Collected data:

+ + + +

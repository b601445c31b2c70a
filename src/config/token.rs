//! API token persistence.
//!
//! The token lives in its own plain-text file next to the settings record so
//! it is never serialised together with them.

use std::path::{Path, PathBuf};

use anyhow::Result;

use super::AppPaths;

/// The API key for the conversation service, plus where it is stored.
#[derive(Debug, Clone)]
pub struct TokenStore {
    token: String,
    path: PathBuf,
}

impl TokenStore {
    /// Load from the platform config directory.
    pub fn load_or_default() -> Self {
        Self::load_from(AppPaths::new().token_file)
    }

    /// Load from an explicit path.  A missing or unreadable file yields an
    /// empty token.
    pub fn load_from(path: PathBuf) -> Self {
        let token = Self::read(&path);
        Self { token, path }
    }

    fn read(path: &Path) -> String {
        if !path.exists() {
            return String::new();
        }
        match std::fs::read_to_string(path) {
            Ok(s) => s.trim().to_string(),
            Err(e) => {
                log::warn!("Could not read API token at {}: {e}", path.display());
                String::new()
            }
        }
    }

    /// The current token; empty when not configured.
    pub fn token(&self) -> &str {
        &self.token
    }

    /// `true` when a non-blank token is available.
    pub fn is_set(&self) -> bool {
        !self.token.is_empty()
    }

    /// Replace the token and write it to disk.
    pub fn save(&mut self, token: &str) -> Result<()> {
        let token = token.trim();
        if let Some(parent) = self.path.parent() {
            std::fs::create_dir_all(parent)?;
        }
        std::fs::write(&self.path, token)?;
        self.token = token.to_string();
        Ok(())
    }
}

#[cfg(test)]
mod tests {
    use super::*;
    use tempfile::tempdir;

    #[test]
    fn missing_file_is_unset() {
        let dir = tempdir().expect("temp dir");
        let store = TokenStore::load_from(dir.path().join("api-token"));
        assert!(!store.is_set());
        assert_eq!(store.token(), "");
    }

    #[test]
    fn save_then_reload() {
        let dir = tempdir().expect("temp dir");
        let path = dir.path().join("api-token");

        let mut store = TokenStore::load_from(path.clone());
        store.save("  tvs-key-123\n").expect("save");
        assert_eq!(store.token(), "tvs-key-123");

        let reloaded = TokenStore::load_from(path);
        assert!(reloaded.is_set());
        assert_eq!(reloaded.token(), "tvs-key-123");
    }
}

+ + + +

**WHAT YOU HAVE TO DO**
Please give an exact copy of the entries above, from the line with "not read API" down to the line with "pub fn is_set(&self)", inclusive, and nothing else.

**RESULT BELOW**
                log::warn!("Could not read API token at {}: {e}", path.display());
                String::new()
            }
        }
    }

    /// The current token; empty when not configured.
    pub fn token(&self) -> &str {
        &self.token
    }

    /// `true` when a non-blank token is available.
    pub fn is_set(&self) -> bool {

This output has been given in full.